Arch Linux setup guide tailored towards data science, R and spatial analysis

This guide does not claim to be complete. It reflects my view on how to setup a working Arch Linux system tailored towards data science, R and spatial analysis. If you have suggestions for modifications, please open an issue. Enjoy the power of Linux!

Setting up Arch Linux the old-school way (i.e. configuring all yourself) is quite tedious. To be honest, I’ve never done it myself. I’ve always used distributions like Antergos or Manjaro. These function on the one hand as an installation wrapper for Arch and on the other hand provide their own repositories. Both come with all kind of desktop environments to choose from (GNOME, KDE, XFCE, etc.). I will not go into details of desktop environments in this post. I will outline my personal setup in a separate post in the future.

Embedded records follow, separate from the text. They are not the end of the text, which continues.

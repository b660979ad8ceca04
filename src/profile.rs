// Wi-Fi Monitor - Profile Installer
// Copyright (C) 2026 Christos A. Daggas
// SPDX-License-Identifier: MIT

//! Materializes a connection profile into NetworkManager and requests
//! association.
//!
//! The profile travels through a transient keyfile on disk. That file
//! carries the passphrase, so its removal is guaranteed on every exit
//! path by an RAII guard; a failed import or connect request must not
//! leave credential material behind.

use std::fs;
use std::path::PathBuf;
use std::time::Duration;
use tracing::{debug, info, warn};

use crate::models::{MonitorConfig, NetworkTarget};
use crate::nmcli::{CommandRunner, NmcliRunner};

/// Extra time granted to the association command beyond nmcli's own
/// `-w` wait, so the tool can report its result before being killed.
const CONNECT_TIMEOUT_SLACK: Duration = Duration::from_secs(5);

/// Installs a connection profile and requests association.
pub trait ProfileInstaller: Send {
    /// Replace any prior profile for the target and request association.
    ///
    /// Returns whether the OS accepted the connect request. This is a
    /// request acknowledgment, not proof of an established link.
    fn install(&self, target: &NetworkTarget) -> bool;
}

/// Installer backed by nmcli keyfile import.
pub struct NmcliInstaller {
    runner: Box<dyn CommandRunner>,
    command_timeout: Duration,
    connect_wait: Duration,
    temp_dir: PathBuf,
}

impl NmcliInstaller {
    pub fn new(config: &MonitorConfig) -> Self {
        Self::with_runner(Box::new(NmcliRunner), config, std::env::temp_dir())
    }

    pub fn with_runner(
        runner: Box<dyn CommandRunner>,
        config: &MonitorConfig,
        temp_dir: PathBuf,
    ) -> Self {
        Self {
            runner,
            command_timeout: config.status_timeout(),
            connect_wait: config.connect_wait(),
            temp_dir,
        }
    }

    /// Where the transient keyfile for a target would be written.
    /// Deterministic per process so tests can assert on cleanup.
    pub fn keyfile_path(&self, ssid: &str) -> PathBuf {
        self.temp_dir.join(format!(
            "{}-{}.nmconnection",
            sanitize_profile_name(ssid),
            std::process::id()
        ))
    }
}

impl ProfileInstaller for NmcliInstaller {
    fn install(&self, target: &NetworkTarget) -> bool {
        let ssid = target.ssid();

        // Step 1: drop any prior profile with this name. The profile may
        // not exist, so the result is ignored.
        self.runner.run(
            &["connection", "delete", "id", ssid],
            self.command_timeout,
        );

        // Steps 2-3: render the descriptor and persist it.
        let keyfile = match TempKeyfile::create(self.keyfile_path(ssid), &render_keyfile(target)) {
            Ok(keyfile) => keyfile,
            Err(e) => {
                warn!("Failed to write profile keyfile: {}", e);
                return false;
            }
        };

        // Step 4: request the import. Best-effort; the connect request
        // below is what decides the return value.
        let loaded = self
            .runner
            .run(
                &["connection", "load", &keyfile.path_string()],
                self.command_timeout,
            )
            .map(|out| out.success)
            .unwrap_or(false);
        if !loaded {
            debug!("Profile import for \"{}\" was not acknowledged", ssid);
        }

        // Step 5: request association.
        let wait_secs = self.connect_wait.as_secs().to_string();
        let accepted = self
            .runner
            .run(
                &["-w", &wait_secs, "connection", "up", "id", ssid],
                self.connect_wait + CONNECT_TIMEOUT_SLACK,
            )
            .map(|out| out.success)
            .unwrap_or(false);

        if accepted {
            info!("Connect request for \"{}\" accepted", ssid);
        } else {
            debug!("Connect request for \"{}\" rejected", ssid);
        }

        // Step 6: the keyfile guard drops here, removing the file no
        // matter how steps 4-5 went.
        accepted
    }
}

/// Render a NetworkManager keyfile for a WPA2-Personal (AES)
/// infrastructure network with automatic connection.
pub fn render_keyfile(target: &NetworkTarget) -> String {
    format!(
        "[connection]\n\
         id={ssid}\n\
         type=wifi\n\
         autoconnect=true\n\
         \n\
         [wifi]\n\
         mode=infrastructure\n\
         ssid={ssid}\n\
         \n\
         [wifi-security]\n\
         key-mgmt=wpa-psk\n\
         proto=rsn\n\
         pairwise=ccmp\n\
         group=ccmp\n\
         psk={psk}\n\
         \n\
         [ipv4]\n\
         method=auto\n\
         \n\
         [ipv6]\n\
         method=auto\n",
        ssid = target.ssid(),
        psk = target.passphrase(),
    )
}

/// Make a network name safe for use as a file name: spaces and path
/// metacharacters become dashes.
pub fn sanitize_profile_name(ssid: &str) -> String {
    ssid.chars()
        .map(|c| {
            if c.is_alphanumeric() || c == '-' || c == '_' || c == '.' {
                c
            } else {
                '-'
            }
        })
        .collect()
}

/// Scoped keyfile on disk: written with 0600 permissions at creation,
/// removed on drop.
struct TempKeyfile {
    path: PathBuf,
}

impl TempKeyfile {
    fn create(path: PathBuf, contents: &str) -> std::io::Result<Self> {
        fs::write(&path, contents)?;
        #[cfg(unix)]
        {
            use std::os::unix::fs::PermissionsExt;
            let _ = fs::set_permissions(&path, fs::Permissions::from_mode(0o600));
        }
        Ok(Self { path })
    }

    fn path_string(&self) -> String {
        self.path.to_string_lossy().into_owned()
    }
}

impl Drop for TempKeyfile {
    fn drop(&mut self) {
        if let Err(e) = fs::remove_file(&self.path) {
            warn!("Failed to remove profile keyfile {:?}: {}", self.path, e);
        }
    }
}

#[cfg(test)]
mod tests {
    use super::*;
    use crate::nmcli::CmdOutput;
    use std::path::Path;
    use std::sync::{Arc, Mutex};

    /// Per-invocation record: the joined argument string and whether the
    /// keyfile existed on disk at call time.
    type CallLog = Arc<Mutex<Vec<(String, bool)>>>;

    /// Stub runner that records each invocation and answers from a
    /// per-subcommand script.
    struct StubRunner {
        fail_load: bool,
        fail_up: bool,
        calls: CallLog,
    }

    impl CommandRunner for StubRunner {
        fn run(&self, args: &[&str], _timeout: Duration) -> Option<CmdOutput> {
            let joined = args.join(" ");
            let keyfile_present = args
                .iter()
                .find(|a| a.ends_with(".nmconnection"))
                .map(|a| Path::new(a).exists())
                .unwrap_or(false);
            self.calls.lock().unwrap().push((joined.clone(), keyfile_present));

            let success = if joined.starts_with("connection load") {
                !self.fail_load
            } else if joined.contains("connection up") {
                !self.fail_up
            } else {
                true
            };
            Some(CmdOutput {
                success,
                stdout: String::new(),
            })
        }
    }

    fn target() -> NetworkTarget {
        NetworkTarget::new("Home Net", "hunter2hunter2").unwrap()
    }

    /// Each test gets its own temp directory so parallel tests never
    /// share a keyfile path.
    fn installer(tag: &str, fail_load: bool, fail_up: bool) -> (NmcliInstaller, CallLog) {
        let dir = std::env::temp_dir().join(format!("wifi-monitor-test-{}", tag));
        fs::create_dir_all(&dir).unwrap();
        let calls: CallLog = Arc::new(Mutex::new(Vec::new()));
        let stub = StubRunner {
            fail_load,
            fail_up,
            calls: Arc::clone(&calls),
        };
        (
            NmcliInstaller::with_runner(Box::new(stub), &MonitorConfig::default(), dir),
            calls,
        )
    }

    #[test]
    fn test_install_success_sequence() {
        let (installer, _) = installer("ok", false, false);
        assert!(installer.install(&target()));
        assert!(!installer.keyfile_path("Home Net").exists());
    }

    #[test]
    fn test_keyfile_removed_when_import_fails() {
        let (installer, _) = installer("import-fail", true, false);
        // Import failure is best-effort; the connect request decides.
        assert!(installer.install(&target()));
        assert!(!installer.keyfile_path("Home Net").exists());
    }

    #[test]
    fn test_keyfile_removed_when_connect_fails() {
        let (installer, _) = installer("connect-fail", false, true);
        assert!(!installer.install(&target()));
        assert!(!installer.keyfile_path("Home Net").exists());
    }

    #[test]
    fn test_command_sequence_and_keyfile_lifetime() {
        let (installer, calls) = installer("sequence", false, false);
        installer.install(&target());

        let recorded = calls.lock().unwrap();
        assert_eq!(recorded.len(), 3);
        assert!(recorded[0].0.starts_with("connection delete id"));
        assert!(recorded[1].0.starts_with("connection load"));
        // The keyfile is on disk while the import request runs.
        assert!(recorded[1].1);
        assert!(recorded[2].0.contains("connection up id Home Net"));
    }

    #[test]
    fn test_keyfile_rendering() {
        let rendered = render_keyfile(&target());
        assert!(rendered.contains("id=Home Net"));
        assert!(rendered.contains("ssid=Home Net"));
        assert!(rendered.contains("key-mgmt=wpa-psk"));
        assert!(rendered.contains("pairwise=ccmp"));
        assert!(rendered.contains("psk=hunter2hunter2"));
        assert!(rendered.contains("mode=infrastructure"));
        assert!(rendered.contains("autoconnect=true"));
    }

    #[test]
    fn test_sanitize_profile_name() {
        assert_eq!(sanitize_profile_name("Home Net"), "Home-Net");
        assert_eq!(sanitize_profile_name("cafe/5G:guest"), "cafe-5G-guest");
        assert_eq!(sanitize_profile_name("plain-name_1.2"), "plain-name_1.2");
    }
}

Make sure to check out the ArchWiki FAQs and Arch compared to other distributions - ArchWiki to get a better understanding of Arch.

1. Installation

1.1 Setting up the partitions

Several valid concepts exists on how to partition a Linux system. The following reflects my current view:

  1. Select “Manual” partitioning when being prompted
  2. Create a partition of 1 GB. Mount point: /boot/efi. Format: fat32
  3. Create a SWAP partition which is slightly larger than your RAM size. (e.g. for 16 GB RAM use 16.5 GB partition size). Format: Linux Swap
  4. Create a 50 - 100 GB GB partition for “root”. Mount point: /. Format: ext4
  5. With the remainng space create “home”. Mount point: /home. Format: ext4

2. Installing the package manager

Currently the best wrapper around pacman is trizen. Here is a list (AUR helpers - ArchWiki) comparing alternatives (scroll to the bottom).

Install trizen:

git clone https://aur.archlinux.org/trizen.git
cd trizen
makepkg -si

In ~/.config/trizen/trizen.conf set no_edit => 1. Until v1.55 there was also a switch that saved you the prompt asking whether you really want to install the package (install_built_with_noconfirm => 1). Unfortunately it has been removed in v1.56 and now you need to pass --noconfirm to trizen commands. The first settings saves you the confirmation prompt asking whether you want to edit a PKGBUILD (i.e. the scripts that specify how to download and install a package).

2.1 Choose your shell

All Linux system come with bash (Bourne-again shell) as default. While this shell is not bad, there are better alternatives. You have to decide whether investing the time to change the shell and learn the new syntax will make a difference for you. Since you will (hopefully) use the terminal quite often (from now on), I would recommend to at least try it :) My current favorite is the fish shell.

2.1.1 zsh

The zsh (Z-shell) is highly customizable but its settings are a bit complicated. It has several advantages (file globbing, visual appearance, etc.) to bash.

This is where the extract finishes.